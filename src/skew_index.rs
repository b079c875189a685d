//! The skew index: exact-k-mer perfect hashing for crowded buckets.
//!
//! Buckets holding more than `2^l` strings are the dominant lookup cost, so
//! their k-mers are indexed directly. Crowded buckets are partitioned by
//! size class: partition `p` covers bucket sizes in `(2^(l+p), 2^(l+p+1)]`,
//! the last partition is upper-bounded by the largest bucket. Each partition
//! carries one MPHF over all its k-mers and a bit-packed `positions` array
//! storing, per k-mer, the rank of its string within its bucket. A lookup
//! in a crowded bucket thus costs one MPHF evaluation and one candidate
//! verification instead of a linear scan.

use crate::buckets::Buckets;
use crate::builder::config::BuildConfiguration;
use crate::builder::tuples::{MinimizerTuple, MinimizerTuples};
use crate::constants::{ceil_log2, INVALID_UINT64};
use crate::error::{Error, Result};
use crate::mphf::{build_mphf, Mphf};
use sux::bits::bit_field_vec::BitFieldVec;
use sux::traits::{BitFieldSlice, BitFieldSliceCore, BitFieldSliceMut};
use tracing::debug;

/// Partitioned MPHFs over the k-mers of crowded buckets.
pub struct SkewIndex {
    pub(crate) min_log2: usize,
    pub(crate) max_num_strings_in_bucket: u64,
    pub(crate) mphfs: Vec<Mphf>,
    pub(crate) positions: Vec<BitFieldVec<usize>>,
}

impl SkewIndex {
    /// An index with no partitions (no bucket exceeded `2^l` strings).
    pub fn empty(l: usize) -> Self {
        Self {
            min_log2: l,
            max_num_strings_in_bucket: 0,
            mphfs: Vec::new(),
            positions: Vec::new(),
        }
    }

    /// Reassemble from deserialized parts.
    pub(crate) fn from_parts(
        min_log2: usize,
        max_num_strings_in_bucket: u64,
        mphfs: Vec<Mphf>,
        positions: Vec<BitFieldVec<usize>>,
    ) -> Self {
        Self {
            min_log2,
            max_num_strings_in_bucket,
            mphfs,
            positions,
        }
    }

    /// Whether no bucket was crowded enough to be indexed.
    pub fn is_empty(&self) -> bool {
        self.mphfs.is_empty()
    }

    /// Number of size-class partitions.
    pub fn num_partitions(&self) -> usize {
        self.mphfs.len()
    }

    /// The split threshold exponent `l` this index was built with.
    pub fn min_log2(&self) -> usize {
        self.min_log2
    }

    /// Build from the sorted tuple stream. `buckets` supplies the string
    /// pool for resolving offsets to exact k-mer encodings.
    ///
    /// Three passes over the crowded groups, ordered by size: count the
    /// k-mers per partition (failing on an empty size class), build one MPHF
    /// per partition, then fill `positions` with within-bucket string ranks.
    pub(crate) fn build(
        tuples: &MinimizerTuples,
        buckets: &Buckets,
        config: &BuildConfiguration,
        threads: usize,
    ) -> Result<Self> {
        let l = config.l;
        let threshold = 1u64 << l;

        let mut lists: Vec<&[MinimizerTuple]> = tuples
            .groups()
            .filter(|g| g.size() as u64 > threshold)
            .map(|g| g.list)
            .collect();
        if lists.is_empty() {
            return Ok(Self::empty(l));
        }
        lists.sort_by_key(|list| list.len());

        let max_num_strings = lists.last().unwrap().len() as u64;
        let log2_max = ceil_log2(max_num_strings);
        debug_assert!(log2_max > l);
        let num_partitions = (log2_max - l).max(1);
        debug!(
            "skew index: {} crowded buckets, max size {max_num_strings}, {num_partitions} partitions",
            lists.len()
        );

        // Pass A: k-mers per partition; every size class must be populated.
        let mut num_kmers_in_partition = vec![0u64; num_partitions];
        {
            let mut partition = 0usize;
            let mut lower = threshold;
            let mut upper = partition_upper(0, num_partitions, threshold, max_num_strings);
            for list in &lists {
                while list.len() as u64 > upper {
                    if num_kmers_in_partition[partition] == 0 {
                        return Err(Error::EmptyPartition { lower, upper });
                    }
                    partition += 1;
                    lower = upper;
                    upper = partition_upper(partition, num_partitions, threshold, max_num_strings);
                    if list.len() as u64 > upper {
                        // the class we just advanced into holds no list at all
                        return Err(Error::EmptyPartition { lower, upper });
                    }
                }
                num_kmers_in_partition[partition] +=
                    list.iter().map(|t| t.num_kmers_in_string as u64).sum::<u64>();
            }
            debug_assert_eq!(partition, num_partitions - 1);
        }

        // Passes B and C, one partition at a time: extract the exact k-mer
        // encodings from the pool, build the partition MPHF, then write the
        // within-bucket rank of every k-mer's string.
        let mut mphfs = Vec::with_capacity(num_partitions);
        let mut positions = Vec::with_capacity(num_partitions);
        let mut li = 0usize;
        for partition in 0..num_partitions {
            let upper = partition_upper(partition, num_partitions, threshold, max_num_strings);
            let width = if partition + 1 == num_partitions {
                log2_max
            } else {
                l + partition + 1
            };

            let begin = li;
            while li < lists.len() && lists[li].len() as u64 <= upper {
                li += 1;
            }
            let partition_lists = &lists[begin..li];

            let mut keys = Vec::with_capacity(num_kmers_in_partition[partition] as usize);
            for list in partition_lists {
                for tuple in *list {
                    for j in 0..tuple.num_kmers_in_string as u64 {
                        keys.push(buckets.kmer_at(tuple.offset + j));
                    }
                }
            }
            debug_assert_eq!(keys.len() as u64, num_kmers_in_partition[partition]);

            let mphf = build_mphf(&keys, threads);
            let mut ranks = BitFieldVec::new(width.max(1), keys.len());
            for list in partition_lists {
                for (rank, tuple) in list.iter().enumerate() {
                    debug_assert!(rank < 1usize << width);
                    for j in 0..tuple.num_kmers_in_string as u64 {
                        let slot = mphf.get(&buckets.kmer_at(tuple.offset + j));
                        ranks.set(slot, rank);
                    }
                }
            }
            debug!(
                "skew partition {partition}: {} keys, {width} bits/position",
                keys.len()
            );

            mphfs.push(mphf);
            positions.push(ranks);
        }
        debug_assert_eq!(li, lists.len());

        Ok(Self {
            min_log2: l,
            max_num_strings_in_bucket: max_num_strings,
            mphfs,
            positions,
        })
    }

    /// Rank (within its bucket) of the string holding k-mer `x`, given
    /// `ceil(log2(bucket_size))`. Returns `INVALID_UINT64` when the bucket
    /// size class is below the split threshold or the hash falls out of
    /// range; a surviving rank still requires exact verification by the
    /// caller.
    #[inline]
    pub(crate) fn lookup(&self, x: u64, log2_bucket_size: usize) -> u64 {
        if self.mphfs.is_empty() || log2_bucket_size <= self.min_log2 {
            return INVALID_UINT64;
        }
        let partition = (log2_bucket_size - self.min_log2 - 1).min(self.mphfs.len() - 1);
        let slot = self.mphfs[partition].get(&x);
        if slot >= self.positions[partition].len() {
            return INVALID_UINT64;
        }
        self.positions[partition].get(slot) as u64
    }

    /// Total k-mers covered by the index.
    pub fn num_kmers(&self) -> u64 {
        self.positions.iter().map(|p| p.len() as u64).sum()
    }

    /// Bytes used by the positions arrays.
    pub fn positions_bytes(&self) -> usize {
        self.positions
            .iter()
            .map(|p| (p.len() * p.bit_width()).div_ceil(8))
            .sum()
    }

    /// Serialized size of the partition MPHFs, in bytes.
    pub fn mphf_bytes(&self) -> usize {
        self.mphfs.iter().map(|m| m.write_bytes()).sum()
    }
}

/// Inclusive upper bound of partition `p`'s size class.
#[inline]
fn partition_upper(p: usize, num_partitions: usize, threshold: u64, max_num_strings: u64) -> u64 {
    if p + 1 == num_partitions {
        max_num_strings
    } else {
        threshold << (p + 1)
    }
}

#[cfg(test)]
mod tests {
    use super::*;
    use crate::builder::tuples::MinimizerTuple;
    use crate::mphf::Minimizers;
    use crate::pool::PoolBuilder;

    /// Build a pool and a tuple stream with the given bucket sizes: one
    /// minimizer per bucket, one k-mer per string, distinct string contents.
    fn fixture(bucket_sizes: &[usize], k: usize) -> (MinimizerTuples, Buckets) {
        let mut pool_builder = PoolBuilder::new(k);
        let mut tuples = MinimizerTuples::new();
        let mut offset = 0u64;
        let bases = [b'A', b'C', b'G', b'T'];
        let mut string_id = 0usize;
        for (bucket, &size) in bucket_sizes.iter().enumerate() {
            for _ in 0..size {
                // string content spells out string_id in base 4
                let s: Vec<u8> = (0..k).map(|i| bases[(string_id >> (2 * i)) & 3]).collect();
                pool_builder.append(&s, false).unwrap();
                tuples.push(MinimizerTuple {
                    minimizer: bucket as u64 + 1,
                    offset,
                    num_kmers_in_string: 1,
                });
                offset += k as u64;
                string_id += 1;
            }
        }
        tuples.sort();
        let minimizers =
            Minimizers::build(&(1..=bucket_sizes.len() as u64).collect::<Vec<_>>(), 1).unwrap();
        let buckets = Buckets::build(&tuples, &minimizers, pool_builder.finalize(), k);
        (tuples, buckets)
    }

    fn config_with_l(k: usize, l: usize) -> BuildConfiguration {
        BuildConfiguration {
            l,
            ..BuildConfiguration::new(k, 1).unwrap()
        }
    }

    #[test]
    fn no_crowded_bucket_yields_empty_index() {
        let (tuples, buckets) = fixture(&[2, 3], 4);
        let config = config_with_l(4, 2);
        let index = SkewIndex::build(&tuples, &buckets, &config, 1).unwrap();
        assert!(index.is_empty());
        assert_eq!(index.lookup(0, 10), INVALID_UINT64);
    }

    #[test]
    fn single_partition_covers_largest_bucket() {
        // l = 1: bucket of size 4 is crowded; ceil_log2(4) - 1 = 1 partition
        let (tuples, buckets) = fixture(&[4, 2], 4);
        let config = config_with_l(4, 1);
        let index = SkewIndex::build(&tuples, &buckets, &config, 1).unwrap();
        assert_eq!(index.num_partitions(), 1);
        assert_eq!(index.num_kmers(), 4);
        assert_eq!(index.max_num_strings_in_bucket, 4);
    }

    #[test]
    fn ranks_point_back_to_the_right_string() {
        // l = 2: the size-5 bucket is the only crowded one, a single
        // partition bounded by the maximum bucket size
        let (tuples, buckets) = fixture(&[5, 1], 4);
        let config = config_with_l(4, 2);
        let index = SkewIndex::build(&tuples, &buckets, &config, 1).unwrap();
        assert_eq!(index.num_partitions(), 1);

        // the crowded group, in bucket order
        let group = tuples.groups().find(|g| g.size() == 5).unwrap();
        let log2 = ceil_log2(5);
        for (rank, tuple) in group.list.iter().enumerate() {
            let x = buckets.kmer_at(tuple.offset);
            assert_eq!(index.lookup(x, log2), rank as u64);
        }
    }

    #[test]
    fn unpopulated_size_class_is_an_error() {
        // l = 1: partitions (2,4] and (4,8]; a single bucket of size 8
        // leaves (2,4] empty.
        let (tuples, buckets) = fixture(&[8], 4);
        let config = config_with_l(4, 1);
        let err = SkewIndex::build(&tuples, &buckets, &config, 1).unwrap_err();
        assert!(matches!(err, Error::EmptyPartition { lower: 2, upper: 4 }));
    }
}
━━━━━━━━━━━━━━━━━━━━
Activity:
Please return only the lines above, starting at the line that has "(p.len() * p.bit_width()).div_ceil(8))" and ending at the line that has "bucket sizes: one", keeping both and leaving each one unchanged.

Response to the exercise:
            .map(|p| (p.len() * p.bit_width()).div_ceil(8))
            .sum()
    }

    /// Serialized size of the partition MPHFs, in bytes.
    pub fn mphf_bytes(&self) -> usize {
        self.mphfs.iter().map(|m| m.write_bytes()).sum()
    }
}

/// Inclusive upper bound of partition `p`'s size class.
#[inline]
fn partition_upper(p: usize, num_partitions: usize, threshold: u64, max_num_strings: u64) -> u64 {
    if p + 1 == num_partitions {
        max_num_strings
    } else {
        threshold << (p + 1)
    }
}

#[cfg(test)]
mod tests {
    use super::*;
    use crate::builder::tuples::MinimizerTuple;
    use crate::mphf::Minimizers;
    use crate::pool::PoolBuilder;

    /// Build a pool and a tuple stream with the given bucket sizes: one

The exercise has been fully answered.